Problem statement:
In the listing that follows, the lines starting at the one containing "filename src/error.rs" and ending at the one containing "a closing handshake." are to be returned exactly, both boundary lines included, and no others.
:: Material shown
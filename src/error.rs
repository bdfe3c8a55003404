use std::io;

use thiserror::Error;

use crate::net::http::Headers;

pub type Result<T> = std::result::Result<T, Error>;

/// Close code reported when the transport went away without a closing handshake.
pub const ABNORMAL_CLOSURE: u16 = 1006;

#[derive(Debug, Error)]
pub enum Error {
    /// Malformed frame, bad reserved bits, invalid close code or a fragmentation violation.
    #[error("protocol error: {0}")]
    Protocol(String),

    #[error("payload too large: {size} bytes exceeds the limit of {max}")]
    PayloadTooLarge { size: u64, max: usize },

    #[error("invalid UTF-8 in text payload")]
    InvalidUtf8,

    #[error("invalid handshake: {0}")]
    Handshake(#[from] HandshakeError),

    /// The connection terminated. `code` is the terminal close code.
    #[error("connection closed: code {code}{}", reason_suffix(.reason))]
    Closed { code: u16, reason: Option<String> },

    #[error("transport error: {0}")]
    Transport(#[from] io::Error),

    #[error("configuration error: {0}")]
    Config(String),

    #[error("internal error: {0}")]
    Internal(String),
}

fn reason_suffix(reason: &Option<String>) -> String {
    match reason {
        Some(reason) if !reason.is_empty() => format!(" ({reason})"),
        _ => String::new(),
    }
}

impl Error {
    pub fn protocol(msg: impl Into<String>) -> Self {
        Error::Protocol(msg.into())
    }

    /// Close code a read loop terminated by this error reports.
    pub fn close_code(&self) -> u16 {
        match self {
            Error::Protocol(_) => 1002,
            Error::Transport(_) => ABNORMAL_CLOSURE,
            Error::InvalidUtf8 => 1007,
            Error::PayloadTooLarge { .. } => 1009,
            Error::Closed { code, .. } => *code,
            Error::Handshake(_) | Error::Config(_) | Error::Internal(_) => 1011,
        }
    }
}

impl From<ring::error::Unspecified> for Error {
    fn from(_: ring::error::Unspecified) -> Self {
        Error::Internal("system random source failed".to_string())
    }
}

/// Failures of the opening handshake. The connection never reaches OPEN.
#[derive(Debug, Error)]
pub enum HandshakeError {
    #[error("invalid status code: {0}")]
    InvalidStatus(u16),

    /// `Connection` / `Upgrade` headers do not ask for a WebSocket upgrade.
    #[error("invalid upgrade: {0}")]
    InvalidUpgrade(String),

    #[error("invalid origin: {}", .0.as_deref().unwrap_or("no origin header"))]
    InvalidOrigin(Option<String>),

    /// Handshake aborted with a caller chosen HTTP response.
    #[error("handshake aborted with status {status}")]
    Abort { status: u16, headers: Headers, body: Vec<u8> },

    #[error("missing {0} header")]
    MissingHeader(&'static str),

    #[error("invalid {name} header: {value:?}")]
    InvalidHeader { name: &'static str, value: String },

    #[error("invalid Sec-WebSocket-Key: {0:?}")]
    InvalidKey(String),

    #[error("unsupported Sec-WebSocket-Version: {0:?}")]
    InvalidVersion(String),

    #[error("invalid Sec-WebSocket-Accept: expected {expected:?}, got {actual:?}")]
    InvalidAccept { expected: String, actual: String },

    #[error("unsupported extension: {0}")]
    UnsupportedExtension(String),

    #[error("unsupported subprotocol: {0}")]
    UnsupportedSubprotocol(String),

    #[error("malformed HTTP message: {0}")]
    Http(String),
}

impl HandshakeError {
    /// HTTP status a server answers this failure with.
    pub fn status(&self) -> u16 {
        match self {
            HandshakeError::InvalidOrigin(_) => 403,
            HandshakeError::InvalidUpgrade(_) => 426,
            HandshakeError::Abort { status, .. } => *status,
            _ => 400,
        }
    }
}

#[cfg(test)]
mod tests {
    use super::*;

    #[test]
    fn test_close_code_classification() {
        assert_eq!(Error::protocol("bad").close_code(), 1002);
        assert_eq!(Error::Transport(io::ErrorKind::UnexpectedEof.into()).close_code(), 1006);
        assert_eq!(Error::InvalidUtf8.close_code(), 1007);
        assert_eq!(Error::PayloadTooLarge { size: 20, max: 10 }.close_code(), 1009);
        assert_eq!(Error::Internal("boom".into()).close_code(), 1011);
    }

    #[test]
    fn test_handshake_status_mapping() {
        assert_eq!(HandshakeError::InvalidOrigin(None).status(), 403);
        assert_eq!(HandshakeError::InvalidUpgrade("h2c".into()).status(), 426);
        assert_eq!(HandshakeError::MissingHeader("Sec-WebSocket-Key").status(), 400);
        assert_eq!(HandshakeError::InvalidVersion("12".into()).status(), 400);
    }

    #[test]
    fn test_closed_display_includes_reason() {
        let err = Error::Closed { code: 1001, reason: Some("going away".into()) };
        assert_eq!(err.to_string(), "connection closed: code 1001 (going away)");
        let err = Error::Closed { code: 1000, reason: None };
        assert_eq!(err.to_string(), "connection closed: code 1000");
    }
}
::::
:: Material shown
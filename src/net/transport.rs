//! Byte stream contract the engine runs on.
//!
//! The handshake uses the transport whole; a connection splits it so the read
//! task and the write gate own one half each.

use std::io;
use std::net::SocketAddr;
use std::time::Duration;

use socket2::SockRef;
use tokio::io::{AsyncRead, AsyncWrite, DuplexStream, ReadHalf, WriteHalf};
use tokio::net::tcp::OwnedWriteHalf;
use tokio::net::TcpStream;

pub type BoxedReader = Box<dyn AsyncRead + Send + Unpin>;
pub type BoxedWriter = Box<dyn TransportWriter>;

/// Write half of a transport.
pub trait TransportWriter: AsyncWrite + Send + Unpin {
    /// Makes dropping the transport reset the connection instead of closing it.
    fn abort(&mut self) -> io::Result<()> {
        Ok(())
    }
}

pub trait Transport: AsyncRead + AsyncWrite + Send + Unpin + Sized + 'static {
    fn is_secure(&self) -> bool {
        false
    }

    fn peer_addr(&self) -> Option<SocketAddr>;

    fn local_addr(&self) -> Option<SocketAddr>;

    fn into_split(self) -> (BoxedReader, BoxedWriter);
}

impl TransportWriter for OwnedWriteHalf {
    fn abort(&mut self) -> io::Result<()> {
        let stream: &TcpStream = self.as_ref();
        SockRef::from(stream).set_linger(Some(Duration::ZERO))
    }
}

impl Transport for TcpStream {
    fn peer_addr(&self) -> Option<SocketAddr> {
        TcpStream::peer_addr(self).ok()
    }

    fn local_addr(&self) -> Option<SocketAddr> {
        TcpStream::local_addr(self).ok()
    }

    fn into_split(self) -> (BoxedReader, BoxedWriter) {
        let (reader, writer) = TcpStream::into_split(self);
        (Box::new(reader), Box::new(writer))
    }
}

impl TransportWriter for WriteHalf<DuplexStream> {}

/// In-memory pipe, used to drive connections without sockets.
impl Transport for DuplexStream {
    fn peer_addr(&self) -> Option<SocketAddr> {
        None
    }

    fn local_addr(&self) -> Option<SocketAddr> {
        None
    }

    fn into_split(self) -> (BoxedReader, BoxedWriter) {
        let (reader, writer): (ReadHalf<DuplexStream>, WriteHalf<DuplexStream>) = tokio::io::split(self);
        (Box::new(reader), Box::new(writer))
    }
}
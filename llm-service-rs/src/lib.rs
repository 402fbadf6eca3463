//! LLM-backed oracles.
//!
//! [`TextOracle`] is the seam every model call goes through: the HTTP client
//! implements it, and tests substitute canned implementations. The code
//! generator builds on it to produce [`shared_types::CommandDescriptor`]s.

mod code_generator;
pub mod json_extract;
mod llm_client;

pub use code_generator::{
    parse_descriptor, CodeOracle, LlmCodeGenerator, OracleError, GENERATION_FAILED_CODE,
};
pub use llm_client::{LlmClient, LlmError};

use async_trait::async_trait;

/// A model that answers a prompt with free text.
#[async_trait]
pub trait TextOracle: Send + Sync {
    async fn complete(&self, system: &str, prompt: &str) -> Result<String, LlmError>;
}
::::
Result:
filename src/error.rs
repository bdfe3c8a55003404
use std::io;

use thiserror::Error;

use crate::net::http::Headers;

pub type Result<T> = std::result::Result<T, Error>;

/// Close code reported when the transport went away without a closing handshake.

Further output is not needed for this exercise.